Patlama sonucu görme yetisini kaybeden, sol kulağında da işitme kaybı yaşayan Güneş, 2 yıl süren tedavisi süresince 17 kez operasyon geçirdi.

Karanlık dünyasının aksine gülümseyen yüzüyle çevresine neşe saçan gazi Güneş, evde tüm ihtiyaçlarını kendisi karşılayabiliyor.
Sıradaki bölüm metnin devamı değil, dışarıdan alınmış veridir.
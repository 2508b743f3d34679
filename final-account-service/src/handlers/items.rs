//! Line item handlers: the spreadsheet edit surface.
//!
//! Mutations return an [`ItemMutationResponse`], carrying the row, any P&A
//! children the cascade recomputed, and the section with its fresh totals,
//! so clients never wait on cache invalidation to see consistent numbers.

use axum::{
    extract::{Json, Path, State},
    http::StatusCode,
};
use serde::{Deserialize, Serialize};
use uuid::Uuid;

use crate::calc::{self, RowKind};
use crate::models::{CreateLineItem, ItemHistoryEntry, LineItem, UpdateLineItem};
use crate::services::ItemMutation;
use crate::startup::AppState;
use account_core::error::AppError;

/// A line item together with its derived row category.
#[derive(Debug, Serialize)]
pub struct ClassifiedItem {
    #[serde(flatten)]
    pub item: LineItem,
    pub row_kind: RowKind,
}

impl From<LineItem> for ClassifiedItem {
    fn from(item: LineItem) -> Self {
        let row_kind = calc::classify(&item);
        ClassifiedItem { item, row_kind }
    }
}

/// Mutation response: the edited row, any P&A children the cascade touched,
/// and the section with fresh totals, all with derived categories.
#[derive(Debug, Serialize)]
pub struct ItemMutationResponse {
    pub item: ClassifiedItem,
    pub cascaded_children: Vec<ClassifiedItem>,
    pub section: crate::models::Section,
}

impl From<ItemMutation> for ItemMutationResponse {
    fn from(mutation: ItemMutation) -> Self {
        ItemMutationResponse {
            item: ClassifiedItem::from(mutation.item),
            cascaded_children: mutation
                .cascaded_children
                .into_iter()
                .map(ClassifiedItem::from)
                .collect(),
            section: mutation.section,
        }
    }
}

/// Bulk import request: pre-populated rows from a BOQ extraction.
#[derive(Debug, Deserialize)]
pub struct ImportItemsRequest {
    pub items: Vec<CreateLineItem>,
}

/// Bulk import response.
#[derive(Debug, Serialize)]
pub struct ImportItemsResponse {
    pub items: Vec<ClassifiedItem>,
    pub section: crate::models::Section,
}

/// List a section's items in display order, each with its derived category.
///
/// GET /sections/:section_id/items
pub async fn list_items(
    State(state): State<AppState>,
    Path(section_id): Path<Uuid>,
) -> Result<Json<Vec<ClassifiedItem>>, AppError> {
    state
        .db
        .get_section(section_id)
        .await?
        .ok_or_else(|| AppError::NotFound(anyhow::anyhow!("Section not found")))?;

    let items = state.db.list_items(section_id).await?;
    let classified: Vec<ClassifiedItem> = items.into_iter().map(ClassifiedItem::from).collect();

    Ok(Json(classified))
}

/// Get a line item.
///
/// GET /items/:item_id
pub async fn get_item(
    State(state): State<AppState>,
    Path(item_id): Path<Uuid>,
) -> Result<Json<ClassifiedItem>, AppError> {
    let item = state
        .db
        .get_item(item_id)
        .await?
        .ok_or_else(|| AppError::NotFound(anyhow::anyhow!("Item not found")))?;

    Ok(Json(ClassifiedItem::from(item)))
}

/// Add a row to a section.
///
/// POST /sections/:section_id/items
pub async fn create_item(
    State(state): State<AppState>,
    Path(section_id): Path<Uuid>,
    Json(req): Json<CreateLineItem>,
) -> Result<(StatusCode, Json<ItemMutationResponse>), AppError> {
    let mutation = state.db.create_item(section_id, &req).await?;

    Ok((StatusCode::CREATED, Json(mutation.into())))
}

/// Bulk-insert pre-populated rows into a section.
///
/// POST /sections/:section_id/items/import
pub async fn import_items(
    State(state): State<AppState>,
    Path(section_id): Path<Uuid>,
    Json(req): Json<ImportItemsRequest>,
) -> Result<(StatusCode, Json<ImportItemsResponse>), AppError> {
    if req.items.is_empty() {
        return Err(AppError::BadRequest(anyhow::anyhow!(
            "Import requires at least one item"
        )));
    }

    let (items, section) = state.db.import_items(section_id, &req.items).await?;
    let items = items.into_iter().map(ClassifiedItem::from).collect();

    Ok((
        StatusCode::CREATED,
        Json(ImportItemsResponse { items, section }),
    ))
}

/// Apply a per-cell edit. Amounts are recomputed, P&A children cascade, and
/// section totals are refreshed in the same transaction.
///
/// PATCH /items/:item_id
pub async fn update_item(
    State(state): State<AppState>,
    Path(item_id): Path<Uuid>,
    Json(req): Json<UpdateLineItem>,
) -> Result<Json<ItemMutationResponse>, AppError> {
    let mutation = state
        .db
        .update_item(item_id, &req)
        .await?
        .ok_or_else(|| AppError::NotFound(anyhow::anyhow!("Item not found")))?;

    Ok(Json(mutation.into()))
}

/// Delete a row and return the section with recomputed totals.
///
/// DELETE /items/:item_id
pub async fn delete_item(
    State(state): State<AppState>,
    Path(item_id): Path<Uuid>,
) -> Result<Json<crate::models::Section>, AppError> {
    let section = state
        .db
        .delete_item(item_id)
        .await?
        .ok_or_else(|| AppError::NotFound(anyhow::anyhow!("Item not found")))?;

    Ok(Json(section))
}

/// Fetch the edit history of an item.
///
/// GET /items/:item_id/history
pub async fn item_history(
    State(state): State<AppState>,
    Path(item_id): Path<Uuid>,
) -> Result<Json<Vec<ItemHistoryEntry>>, AppError> {
    state
        .db
        .get_item(item_id)
        .await?
        .ok_or_else(|| AppError::NotFound(anyhow::anyhow!("Item not found")))?;

    let entries = state.db.item_history(item_id).await?;

    Ok(Json(entries))
}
Evlerine yaklaşık 200 metre uzaklıktaki camiye tek başına gidebilen Güneş, 17 silah arkadaşının içerisinde bulunduğu askeri aracın önünde arkadaşıyla dedektörle tarama yaparken tespit ettikleri mayının, teröristler tarafından uzaktan kumandayla patlatıldığını anlattı.

Birlikte mayın araması yaptıkları arkadaşının patlamada şehit olduğunu, kendisinin de ağır yaralandığını belirten Güneş, mayını fark etmeleri sayesinde araçtaki askerlerin yara almadan kurtulduğunu söyledi.

Patlamadan sonra ambulans helikopterle Van Askeri Hastanesi'ne, oradan da ambulans uçakla İstanbul'a götürüldüğünü anlatan Güneş, "GATA Haydarpaşa Eğitim Hastanesi yoğun bakım anestezi bölümüne getiriyorlar. Burada şehit aile birimindeki görevliler, şehitlik evraklarımı hazırlamışlar, sağ çıkmam diye düşünmüşler." dedi.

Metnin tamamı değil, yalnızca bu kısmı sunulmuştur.